We feared that it might happen again. I wanted to get an oxygen monitor to clip on her toe, but her doctor said it wouldn't help; she'd wind up pulling it off every few seconds, causing a million false alarms, and we would learn to disregard it in the first few hours if not days. So we got a suction unit to use at home. It's the size and weight of a camera bag. A nurse aide brought it over and trained me on how to use it. It is essentially a vacuum tube with a long, pointy snoot that you can insert into her airway to suck up food and liquid. Months passed. Tess slept great and had no more ALTEs. We relaxed slightly.

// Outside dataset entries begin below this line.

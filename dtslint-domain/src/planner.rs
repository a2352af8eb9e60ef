use crate::catalogue::VersionCatalogue;
use dtslint_types::{TsTarget, TsVersion, ValidationRange};
use thiserror::Error;
use tracing::debug;

/// Which compiler versions a run should cover.
#[derive(Debug, Clone, Copy, PartialEq, Eq, Default)]
pub enum PlanMode {
    /// Every catalogue version from the package minimum up to the newest.
    #[default]
    AllVersions,
    /// Only the newest catalogue version, at the package root.
    OnlyLatest,
    /// A single ad-hoc local compiler build, at the package root.
    Local,
}

/// Configuration errors that make the plan untrustworthy. Never retried.
#[derive(Debug, Error, Clone, PartialEq, Eq)]
pub enum PlanError {
    #[error(
        "directory ts{version} targets TypeScript {version}, which is not a supported version"
    )]
    UnknownVersion { version: TsVersion },

    #[error(
        "directory ts{version} targets TypeScript {version}, the newest supported version; \
         no version remains above it for the package root"
    )]
    NoNextVersion { version: TsVersion },

    #[error(
        "the minimumTypeScriptVersion {minimum} in package.json is higher than \
         the TypeScript version of the directory {directory}"
    )]
    MinimumAboveDirectory {
        minimum: TsVersion,
        directory: String,
    },
}

pub struct RangePlanner<'a> {
    catalogue: &'a VersionCatalogue,
}

impl<'a> RangePlanner<'a> {
    pub fn new(catalogue: &'a VersionCatalogue) -> Self {
        Self { catalogue }
    }

    /// The larger of the declared minimum and the lowest installable version.
    pub fn effective_minimum(&self, minimum: Option<TsVersion>) -> TsVersion {
        let lowest = self.catalogue.lowest();
        minimum.map_or(lowest, |m| m.max(lowest))
    }

    /// Plans the ranges for a package.
    ///
    /// `cutoffs` must be strictly increasing; callers are expected to have sorted and deduplicated
    /// the discovered `tsX.Y` directories.
    pub fn plan(
        &self,
        mode: PlanMode,
        minimum: Option<TsVersion>,
        cutoffs: &[TsVersion],
    ) -> Result<Vec<ValidationRange>, PlanError> {
        let single = match mode {
            PlanMode::AllVersions => return self.plan_cutoffs(minimum, cutoffs),
            PlanMode::OnlyLatest => TsTarget::Version(self.catalogue.latest()),
            PlanMode::Local => TsTarget::Local,
        };
        Ok(vec![ValidationRange {
            low: single,
            high: single,
            is_latest: true,
            directory: None,
        }])
    }

    // Cutoffs [3.2, 3.5, 3.6] ship ts3.2, ts3.5 and ts3.6 for <=3.2, <=3.5 and <=3.6; the root
    // covers 3.7 and above. That yields [lowest-3.2, 3.3-3.5, 3.6-3.6, 3.7-latest].
    fn plan_cutoffs(
        &self,
        minimum: Option<TsVersion>,
        cutoffs: &[TsVersion],
    ) -> Result<Vec<ValidationRange>, PlanError> {
        let min = self.effective_minimum(minimum);

        let mut lows = Vec::with_capacity(cutoffs.len() + 1);
        lows.push(self.catalogue.lowest());
        for &c in cutoffs {
            lows.push(self.next_version(c)?);
        }

        let mut ranges = Vec::with_capacity(lows.len());
        for (i, low) in lows.into_iter().enumerate() {
            let low = low.max(min);
            let (high, directory) = match cutoffs.get(i) {
                Some(&c) => (c, Some(c.directory_name())),
                None => (self.catalogue.latest(), None),
            };

            if high < low {
                return Err(PlanError::MinimumAboveDirectory {
                    minimum: min,
                    directory: directory.unwrap_or_else(|| "root".to_string()),
                });
            }

            let range = ValidationRange {
                low: low.into(),
                high: high.into(),
                is_latest: directory.is_none(),
                directory,
            };
            debug!(
                low = %range.low,
                high = %range.high,
                directory = range.directory_label(),
                "planned range"
            );
            ranges.push(range);
        }

        Ok(ranges)
    }

    fn next_version(&self, v: TsVersion) -> Result<TsVersion, PlanError> {
        if !self.catalogue.contains(v) {
            return Err(PlanError::UnknownVersion { version: v });
        }
        self.catalogue
            .next_after(v)
            .ok_or(PlanError::NoNextVersion { version: v })
    }
}

/// Plans every range for a package against all catalogue versions.
pub fn plan_ranges(
    catalogue: &VersionCatalogue,
    minimum: Option<TsVersion>,
    cutoffs: &[TsVersion],
) -> Result<Vec<ValidationRange>, PlanError> {
    RangePlanner::new(catalogue).plan(PlanMode::AllVersions, minimum, cutoffs)
}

This thing sucks. In a good way.Then, last summer, we went to Acadia National Park for an overnight. Because we are fools, we forgot the suction unit. We were staying in a rented condo with the family of our good friend Julie, who had done her medical training with my wife. All of us slept in one room. As we were going to bed, we checked on Tess, and found her just like that first time: unresponsive and not breathing. This time, we couldn't get her to take even a single breath. We whipped her out of her pack-and-play and into the hallway, calling out to Julie. For several minutes, Julie and my wife did everything they could to snap Tess out of it, alternating between slapping Tess on her back and trying to sweep her airway. We were many miles from any hospital, so calling 911 would not have done much. No matter what the two doctors did, Tess just wouldn't come around.
And then, miraculously, she did. But here's the thing: nothing came out of her mouth. Her airway wasn't blocked by any food. She just started to breathe normally again.
Was the Acadia episode a seizure? Apnea? We have been trying to solve this mystery since then. She has had a battery of tests, including a sleep study and EEG, all of which have come back normal. We suspect GERD was part of it, but if so, why didn't she spit up any food? Worst of all, if we don't know why it happened, how can we prevent it from happening again?
For now, all we can do is watch and listen. Keep checking, checking, checking. We have a Dropcam mounted above her crib. If she's sleeping on her back, we always flip her onto her side to prevent choking. We keep the pack-and-play in our room for her, and frequently put her in it. But we needed her closer after she got sick last night, so she slept in our bed. (True to all kids who do this, she made herself horizontal almost instantly, and remained the nightlong crosspiece of the letter H between my wife and me.) The suction unit was primed and ready, only a few steps away. And basically we slept with one eye open.